:: SUPPLIED DATA ::

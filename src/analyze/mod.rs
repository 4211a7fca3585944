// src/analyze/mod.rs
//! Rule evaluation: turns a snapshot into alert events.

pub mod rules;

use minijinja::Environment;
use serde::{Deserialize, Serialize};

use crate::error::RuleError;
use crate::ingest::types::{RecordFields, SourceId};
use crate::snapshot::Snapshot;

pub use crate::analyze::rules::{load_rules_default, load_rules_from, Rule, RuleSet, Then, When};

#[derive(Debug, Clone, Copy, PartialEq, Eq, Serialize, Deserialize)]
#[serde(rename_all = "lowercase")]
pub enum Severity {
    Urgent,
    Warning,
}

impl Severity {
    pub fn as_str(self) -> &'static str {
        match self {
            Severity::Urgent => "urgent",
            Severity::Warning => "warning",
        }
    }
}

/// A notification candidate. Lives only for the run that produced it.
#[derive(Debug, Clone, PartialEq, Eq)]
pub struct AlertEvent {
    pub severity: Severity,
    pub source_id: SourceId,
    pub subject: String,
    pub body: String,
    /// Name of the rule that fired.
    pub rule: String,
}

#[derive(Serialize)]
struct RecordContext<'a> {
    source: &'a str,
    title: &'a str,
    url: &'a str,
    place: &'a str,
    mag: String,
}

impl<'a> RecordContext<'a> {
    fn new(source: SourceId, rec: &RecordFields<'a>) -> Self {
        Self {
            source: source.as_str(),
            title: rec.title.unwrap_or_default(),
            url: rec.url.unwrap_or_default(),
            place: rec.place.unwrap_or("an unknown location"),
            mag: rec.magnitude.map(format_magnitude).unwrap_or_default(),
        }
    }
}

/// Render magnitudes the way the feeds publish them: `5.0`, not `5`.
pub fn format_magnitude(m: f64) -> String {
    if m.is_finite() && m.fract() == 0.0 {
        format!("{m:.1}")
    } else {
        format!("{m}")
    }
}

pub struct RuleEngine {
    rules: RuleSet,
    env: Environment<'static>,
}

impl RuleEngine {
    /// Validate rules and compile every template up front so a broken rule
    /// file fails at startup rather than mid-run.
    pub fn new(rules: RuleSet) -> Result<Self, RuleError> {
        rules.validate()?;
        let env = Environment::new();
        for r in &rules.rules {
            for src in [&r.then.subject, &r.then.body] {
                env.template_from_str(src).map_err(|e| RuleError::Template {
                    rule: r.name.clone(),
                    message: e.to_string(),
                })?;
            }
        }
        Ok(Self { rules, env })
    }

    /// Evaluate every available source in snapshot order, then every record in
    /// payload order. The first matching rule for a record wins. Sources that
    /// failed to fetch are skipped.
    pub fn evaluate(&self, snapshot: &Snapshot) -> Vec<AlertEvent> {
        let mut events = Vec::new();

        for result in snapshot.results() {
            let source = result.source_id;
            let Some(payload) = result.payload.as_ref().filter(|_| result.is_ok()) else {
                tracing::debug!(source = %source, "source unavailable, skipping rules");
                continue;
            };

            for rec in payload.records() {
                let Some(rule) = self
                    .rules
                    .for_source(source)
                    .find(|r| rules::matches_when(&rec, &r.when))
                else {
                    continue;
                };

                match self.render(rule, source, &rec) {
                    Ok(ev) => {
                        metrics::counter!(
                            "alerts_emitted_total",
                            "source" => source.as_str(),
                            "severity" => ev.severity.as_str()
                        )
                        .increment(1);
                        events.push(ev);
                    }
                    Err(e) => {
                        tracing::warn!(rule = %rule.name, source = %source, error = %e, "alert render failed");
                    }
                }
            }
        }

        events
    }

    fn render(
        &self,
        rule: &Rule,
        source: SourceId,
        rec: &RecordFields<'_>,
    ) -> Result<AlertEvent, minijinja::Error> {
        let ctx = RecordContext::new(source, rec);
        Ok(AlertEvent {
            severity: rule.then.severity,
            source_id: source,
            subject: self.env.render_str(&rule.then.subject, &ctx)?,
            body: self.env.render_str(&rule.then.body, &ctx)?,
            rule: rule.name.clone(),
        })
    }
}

:::
:: SUPPLIED DATA ::

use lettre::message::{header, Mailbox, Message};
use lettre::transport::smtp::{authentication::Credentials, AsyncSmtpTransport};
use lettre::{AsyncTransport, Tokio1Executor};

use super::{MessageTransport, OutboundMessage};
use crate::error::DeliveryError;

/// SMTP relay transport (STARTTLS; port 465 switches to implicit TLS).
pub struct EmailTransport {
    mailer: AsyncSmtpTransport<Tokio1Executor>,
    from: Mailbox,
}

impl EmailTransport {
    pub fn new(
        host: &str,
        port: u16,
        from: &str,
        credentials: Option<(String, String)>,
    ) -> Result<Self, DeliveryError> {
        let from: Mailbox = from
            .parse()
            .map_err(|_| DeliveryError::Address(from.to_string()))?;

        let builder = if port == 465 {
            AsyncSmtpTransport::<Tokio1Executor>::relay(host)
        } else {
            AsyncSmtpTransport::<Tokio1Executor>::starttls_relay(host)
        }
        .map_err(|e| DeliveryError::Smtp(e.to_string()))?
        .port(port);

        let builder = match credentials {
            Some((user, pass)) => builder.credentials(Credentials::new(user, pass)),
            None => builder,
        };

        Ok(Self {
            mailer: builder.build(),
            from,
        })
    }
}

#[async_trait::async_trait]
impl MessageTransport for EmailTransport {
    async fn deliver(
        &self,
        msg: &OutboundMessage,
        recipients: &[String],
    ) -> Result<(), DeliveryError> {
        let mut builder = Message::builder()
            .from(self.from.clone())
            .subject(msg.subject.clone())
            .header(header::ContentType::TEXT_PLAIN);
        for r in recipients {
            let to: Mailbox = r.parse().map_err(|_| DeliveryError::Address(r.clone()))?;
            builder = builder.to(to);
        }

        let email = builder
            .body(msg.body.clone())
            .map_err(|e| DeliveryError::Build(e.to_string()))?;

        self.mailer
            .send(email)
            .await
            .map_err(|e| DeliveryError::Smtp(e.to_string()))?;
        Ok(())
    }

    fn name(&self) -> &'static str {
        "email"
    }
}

:::

[WHAT THE TASK REQUIRES] For every line above that includes the word "payload", return the line.

[FINAL ANSWER]
    /// payload order. The first matching rule for a record wins. Sources that
            let Some(payload) = result.payload.as_ref().filter(|_| result.is_ok()) else {
            for rec in payload.records() {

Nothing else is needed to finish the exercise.